Клеточников оборачивается туда же. А, этот… О нем он успел сообщить еще на воле. Но отпираться дальше бессмысленно.
— Так точно, ваше превосходительство, — рапортует предатель. — Этого господина я встречал один раз в гостинице у поручика Поливанова, как назывался тогда Михайлов.
— Ну, вот и все, Клеточников, — удовлетворенно бросает прокурор.
Когда дверь за арестантом захлопнулась, Плеве с удовлетворением сообщил господину Кирилову, что прошение об отставке тот может подать в любое удобное для него время. На этот раз начальник агентуры задергался в кресле по-настоящему.
Это было 30 января 1881 года. До казни императора Александра II оставалось тридцать дней.
28 февраля Лорис-Меликов поспешил обрадовать государя последним сообщением: в номере гостиницы «Москва» жандармами схвачен опаснейший из государственных преступников Андрей Желябов. «Нет сомнения, — докладывал министр царю, — что с арестом Желябова «Народная воля» понесла потерю невосполнимую и находится накануне крушения своей заговорщической деятельности».
Александр II, который уже несколько недель безвыездно — как тогда говорили, «пленником революции» — сидел в Зимнем дворце, решился, наконец, поехать в город. Он хотел лично принять парад гвардейских полков — это было любимым занятием императора.

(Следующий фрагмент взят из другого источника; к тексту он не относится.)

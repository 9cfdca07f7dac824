//! Command handler layer.
//!
//! This module owns CLI-oriented orchestration and output wiring.
//!
//! ## Files
//! - `stack.rs` — up/down/logs lifecycle delegation.
//! - `checks.rs` — preflight check + health status.
//!
//! ## Principles
//! - Parse/match CLI inputs here.
//! - Delegate side effects to `services/*`.
//! - Keep behavior and output schema stable.

pub mod checks;
pub mod stack;

pub use checks::{handle_check, handle_status};
pub use stack::{handle_down, handle_logs, handle_up};
use crate::domain::models::StackConfig;
use std::io::ErrorKind;
use std::process::{Command, ExitStatus, Stdio};

#[derive(thiserror::Error, Debug)]
pub enum ComposeError {
    #[error("compose tool not found (tried `docker compose` and `docker-compose`)")]
    Missing,
    #[error("compose {action} exited with {status}")]
    Failed { action: &'static str, status: ExitStatus },
}

#[derive(Debug, Clone, Copy)]
pub enum ComposeFlavor {
    /// The `docker compose` v2 plugin.
    DockerPlugin,
    /// The legacy standalone `docker-compose` binary.
    Standalone,
}

impl ComposeFlavor {
    pub fn name(&self) -> &'static str {
        match self {
            ComposeFlavor::DockerPlugin => "docker compose",
            ComposeFlavor::Standalone => "docker-compose",
        }
    }
}

/// Prefer the `docker compose` plugin; fall back to the standalone binary
/// when the plugin probe fails for any reason.
pub fn detect() -> ComposeFlavor {
    let probe = Command::new("docker")
        .args(["compose", "version"])
        .stdout(Stdio::null())
        .stderr(Stdio::null())
        .status();
    match probe {
        Ok(s) if s.success() => ComposeFlavor::DockerPlugin,
        _ => ComposeFlavor::Standalone,
    }
}

fn base_command(flavor: ComposeFlavor, cfg: &StackConfig) -> Command {
    let mut cmd = match flavor {
        ComposeFlavor::DockerPlugin => {
            let mut c = Command::new("docker");
            c.arg("compose");
            c
        }
        ComposeFlavor::Standalone => Command::new("docker-compose"),
    };
    cmd.current_dir(&cfg.project_dir);
    if let Some(f) = &cfg.compose_file {
        cmd.arg("-f").arg(f);
    }
    cmd
}

/// Delegate `up -d`. The exit status is returned, not judged: the startup
/// sequence records it but continues either way.
pub fn up_detached(flavor: ComposeFlavor, cfg: &StackConfig) -> anyhow::Result<ExitStatus> {
    base_command(flavor, cfg)
        .args(["up", "-d"])
        .status()
        .map_err(spawn_error)
}

pub fn down(flavor: ComposeFlavor, cfg: &StackConfig) -> anyhow::Result<()> {
    let status = base_command(flavor, cfg)
        .arg("down")
        .status()
        .map_err(spawn_error)?;
    if !status.success() {
        return Err(ComposeError::Failed {
            action: "down",
            status,
        }
        .into());
    }
    Ok(())
}

/// Delegate log tailing. Blocks until the compose tool exits, which with
/// `--follow` means until the operator interrupts it.
pub fn logs(
    flavor: ComposeFlavor,
    cfg: &StackConfig,
    follow: bool,
    service: Option<&str>,
) -> anyhow::Result<()> {
    let mut cmd = base_command(flavor, cfg);
    cmd.arg("logs");
    if follow {
        cmd.arg("-f");
    }
    if let Some(s) = service {
        cmd.arg(s);
    }
    let status = cmd.status().map_err(spawn_error)?;
    if !status.success() {
        return Err(ComposeError::Failed {
            action: "logs",
            status,
        }
        .into());
    }
    Ok(())
}

fn spawn_error(e: std::io::Error) -> anyhow::Error {
    if e.kind() == ErrorKind::NotFound {
        ComposeError::Missing.into()
    } else {
        e.into()
    }
}
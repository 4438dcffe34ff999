// ===========================================================================
// Port association: attach every port to its nearest lane node
// ===========================================================================
use crate::config::GraphConfig;
use crate::coord_conversion::lat_lng_to_web_merc;
use crate::graph::{LaneGraph, NodeId};
use crate::input::PortFeature;
use ahash::AHashSet;
use log::{debug, info, warn};
use rstar::RTree;
use rstar::primitives::GeomWithData;

#[derive(Debug, Clone, PartialEq)]
pub struct Port {
    pub id: String,
    pub name: String,
    pub country: String,
    pub lat: f64,
    pub lon: f64,
    pub node_id: NodeId,
    pub dist_to_node_km: f64,
}

#[derive(Debug, Clone, Default, PartialEq, Eq)]
pub struct PortStats {
    pub ports_seen: usize,
    pub mapped: usize,
    pub missing_coords: usize,
    pub invalid_coords: usize,
    /// Port id already taken by an earlier record
    pub duplicate_ids: usize,
    /// No node to attach to
    pub unassigned: usize,
    /// Nearest node beyond `max_port_offset_km`
    pub too_far: usize,
}

impl PortStats {
    pub fn dropped(&self) -> usize {
        self.ports_seen - self.mapped
    }
}

/// Web Mercator index of graph nodes, for nearest-node lookups.
pub struct NodeLocator {
    tree: RTree<GeomWithData<[f64; 2], NodeId>>,
}

impl NodeLocator {
    pub fn new(graph: &LaneGraph) -> Self {
        let entries = graph
            .nodes()
            .iter()
            .map(|n| {
                let (x, y) = lat_lng_to_web_merc(n.lon, n.lat);
                GeomWithData::new([x, y], n.id)
            })
            .collect();
        Self {
            tree: RTree::bulk_load(entries),
        }
    }

    /// Nearest node and its distance in km. Ties go to the lowest node id.
    pub fn nearest(&self, lon: f64, lat: f64) -> Option<(NodeId, f64)> {
        let (x, y) = lat_lng_to_web_merc(lon, lat);
        let mut best: Option<(f64, NodeId)> = None;
        for (candidate, dist_sq) in self.tree.nearest_neighbor_iter_with_distance_2(&[x, y]) {
            match best {
                Some((best_dist, _)) if dist_sq > best_dist => break,
                Some((_, best_id)) if best_id < candidate.data => {}
                _ => best = Some((dist_sq, candidate.data)),
            }
        }
        best.map(|(dist_sq, id)| (id, dist_sq.sqrt() / 1000.0))
    }
}

fn valid_coords(lat: f64, lon: f64) -> bool {
    lat.is_finite() && lon.is_finite() && (-90.0..=90.0).contains(&lat) && (-180.0..=180.0).contains(&lon)
}

pub fn associate_ports(
    graph: &LaneGraph,
    records: &[PortFeature],
    config: &GraphConfig,
) -> (Vec<Port>, PortStats) {
    let locator = NodeLocator::new(graph);
    let mut stats = PortStats {
        ports_seen: records.len(),
        ..PortStats::default()
    };
    let mut seen_ids = AHashSet::new();
    let mut ports = Vec::with_capacity(records.len());

    for (row, record) in records.iter().enumerate() {
        let id = record.port_id.clone().unwrap_or_else(|| row.to_string());

        let (Some(lat), Some(lon)) = (record.lat, record.lon) else {
            debug!("Port {} has no coordinates", id);
            stats.missing_coords += 1;
            continue;
        };
        if !valid_coords(lat, lon) {
            debug!("Port {} has invalid coordinates ({}, {})", id, lat, lon);
            stats.invalid_coords += 1;
            continue;
        }
        if seen_ids.contains(&id) {
            debug!("Port id {} appears more than once, keeping the first", id);
            stats.duplicate_ids += 1;
            continue;
        }

        let Some((node_id, dist_to_node_km)) = locator.nearest(lon, lat) else {
            stats.unassigned += 1;
            continue;
        };
        if let Some(limit) = config.max_port_offset_km {
            if dist_to_node_km > limit {
                debug!("Port {} is {:.1} km from the network, dropping", id, dist_to_node_km);
                stats.too_far += 1;
                continue;
            }
        }

        seen_ids.insert(id.clone());
        ports.push(Port {
            name: record.name.clone().unwrap_or_else(|| format!("Port {}", id)),
            country: record.country.clone().unwrap_or_default(),
            id,
            lat,
            lon,
            node_id,
            dist_to_node_km,
        });
    }

    stats.mapped = ports.len();
    info!("Mapped {} ports to graph nodes.", stats.mapped);
    if stats.dropped() > 0 {
        warn!(
            "Dropped {} ports: {} missing coords, {} invalid coords, {} duplicate ids, {} unassigned, {} too far",
            stats.dropped(),
            stats.missing_coords,
            stats.invalid_coords,
            stats.duplicate_ids,
            stats.unassigned,
            stats.too_far
        );
    }
    (ports, stats)
}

Оказалось, однако, что и царь и министр недооценили силу своих революционных противников.
Как никогда, трудно было подпольщикам в эти дни: нет больше в логове врага охраняющей, оберегающей их руки Клеточникова. Но партия не могла всецело зависеть и не зависела от деятельности одного человека, какой бы важной эта деятельность ни была… Лишившись лучших борцов, лишившись Желябова, Михайлова, Баранникова, Клеточникова, народовольцы продолжали борьбу. Они готовились привести в исполнение приговор над Александром II.
В ночь на 1 марта 1881 года в подкоп на углу Малой Садовой и Невского была заложена мина. Однако выехавший на парад царь неожиданно изменил свой маршрут и объехал подкоп стороной: так посоветовал ему осторожный Лорис-Меликов. Казалось, судьба благоприятствовала императору…
Но на набережной Екатерининского канала наперерез царской карете вышла группа метателей бомб. По сигналу, данному Софьей Перовской, была брошена первая бомба — она раздробила задок кареты. Однако сам Александр II остался жив. «Слава богу», — сказал он. Но рано благодарил он всевышнего. Вторая бомба, брошенная через несколько минут следующим метателем, разорвала обоих — царя и покушавшегося на него молодого человека Игнатия Гриневицкого.